### EXERCISE PROMPT
Scan the material for the word "failed", then return every line where it appears.

### GIVEN RECORDS
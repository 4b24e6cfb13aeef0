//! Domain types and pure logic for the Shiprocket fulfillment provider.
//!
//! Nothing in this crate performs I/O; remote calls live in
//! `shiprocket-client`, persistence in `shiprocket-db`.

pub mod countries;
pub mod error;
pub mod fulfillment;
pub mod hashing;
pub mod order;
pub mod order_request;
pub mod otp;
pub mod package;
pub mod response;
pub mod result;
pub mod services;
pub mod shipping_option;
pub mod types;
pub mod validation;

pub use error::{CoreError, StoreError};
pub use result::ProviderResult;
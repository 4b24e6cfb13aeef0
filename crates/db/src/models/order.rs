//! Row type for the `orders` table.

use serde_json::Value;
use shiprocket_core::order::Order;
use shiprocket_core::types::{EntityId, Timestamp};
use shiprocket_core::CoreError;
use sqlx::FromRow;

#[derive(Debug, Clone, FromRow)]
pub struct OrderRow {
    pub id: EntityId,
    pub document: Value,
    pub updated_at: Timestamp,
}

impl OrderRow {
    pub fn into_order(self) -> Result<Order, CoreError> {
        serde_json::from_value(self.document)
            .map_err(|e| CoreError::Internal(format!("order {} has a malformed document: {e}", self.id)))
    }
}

---

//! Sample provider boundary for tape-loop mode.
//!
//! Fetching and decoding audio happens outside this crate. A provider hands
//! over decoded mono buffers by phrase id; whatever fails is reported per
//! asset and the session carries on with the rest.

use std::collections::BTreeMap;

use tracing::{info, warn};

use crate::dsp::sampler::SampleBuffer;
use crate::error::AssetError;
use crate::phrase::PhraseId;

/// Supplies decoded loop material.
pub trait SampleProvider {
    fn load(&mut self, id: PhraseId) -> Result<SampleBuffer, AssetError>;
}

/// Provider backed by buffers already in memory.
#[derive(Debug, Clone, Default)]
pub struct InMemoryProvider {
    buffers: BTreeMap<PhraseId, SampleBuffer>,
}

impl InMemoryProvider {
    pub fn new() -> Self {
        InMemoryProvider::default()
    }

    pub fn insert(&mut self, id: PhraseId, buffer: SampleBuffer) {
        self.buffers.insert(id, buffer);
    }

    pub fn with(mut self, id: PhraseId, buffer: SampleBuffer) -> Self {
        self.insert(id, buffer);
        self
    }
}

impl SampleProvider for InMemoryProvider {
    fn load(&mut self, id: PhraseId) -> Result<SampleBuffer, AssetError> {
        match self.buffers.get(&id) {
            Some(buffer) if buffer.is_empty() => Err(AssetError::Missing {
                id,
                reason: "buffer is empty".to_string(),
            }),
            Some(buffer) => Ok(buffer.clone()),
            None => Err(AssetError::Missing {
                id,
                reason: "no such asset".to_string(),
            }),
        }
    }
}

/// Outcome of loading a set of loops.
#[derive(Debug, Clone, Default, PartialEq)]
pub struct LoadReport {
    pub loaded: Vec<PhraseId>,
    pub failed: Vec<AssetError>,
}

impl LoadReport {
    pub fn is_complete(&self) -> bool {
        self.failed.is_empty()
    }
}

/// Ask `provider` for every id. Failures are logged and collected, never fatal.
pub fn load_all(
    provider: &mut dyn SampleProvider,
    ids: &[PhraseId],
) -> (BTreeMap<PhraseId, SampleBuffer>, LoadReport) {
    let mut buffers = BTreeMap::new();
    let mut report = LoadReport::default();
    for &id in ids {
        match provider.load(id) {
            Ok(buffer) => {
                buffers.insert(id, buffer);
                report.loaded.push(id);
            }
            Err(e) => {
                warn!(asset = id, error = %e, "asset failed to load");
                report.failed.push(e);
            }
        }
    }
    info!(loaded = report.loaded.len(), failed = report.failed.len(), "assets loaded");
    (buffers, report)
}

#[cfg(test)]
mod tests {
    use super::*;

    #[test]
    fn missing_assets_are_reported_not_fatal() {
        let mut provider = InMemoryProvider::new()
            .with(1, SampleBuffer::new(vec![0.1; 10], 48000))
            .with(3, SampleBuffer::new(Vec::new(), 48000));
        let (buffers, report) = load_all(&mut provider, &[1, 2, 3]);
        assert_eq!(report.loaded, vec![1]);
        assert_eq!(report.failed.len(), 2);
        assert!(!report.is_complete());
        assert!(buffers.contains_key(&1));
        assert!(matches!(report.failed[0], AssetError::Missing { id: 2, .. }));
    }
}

### WRITTEN RESPONSE
    pub failed: Vec<AssetError>,
        self.failed.is_empty()
                warn!(asset = id, error = %e, "asset failed to load");
                report.failed.push(e);
    info!(loaded = report.loaded.len(), failed = report.failed.len(), "assets loaded");
        assert_eq!(report.failed.len(), 2);
        assert!(matches!(report.failed[0], AssetError::Missing { id: 2, .. }));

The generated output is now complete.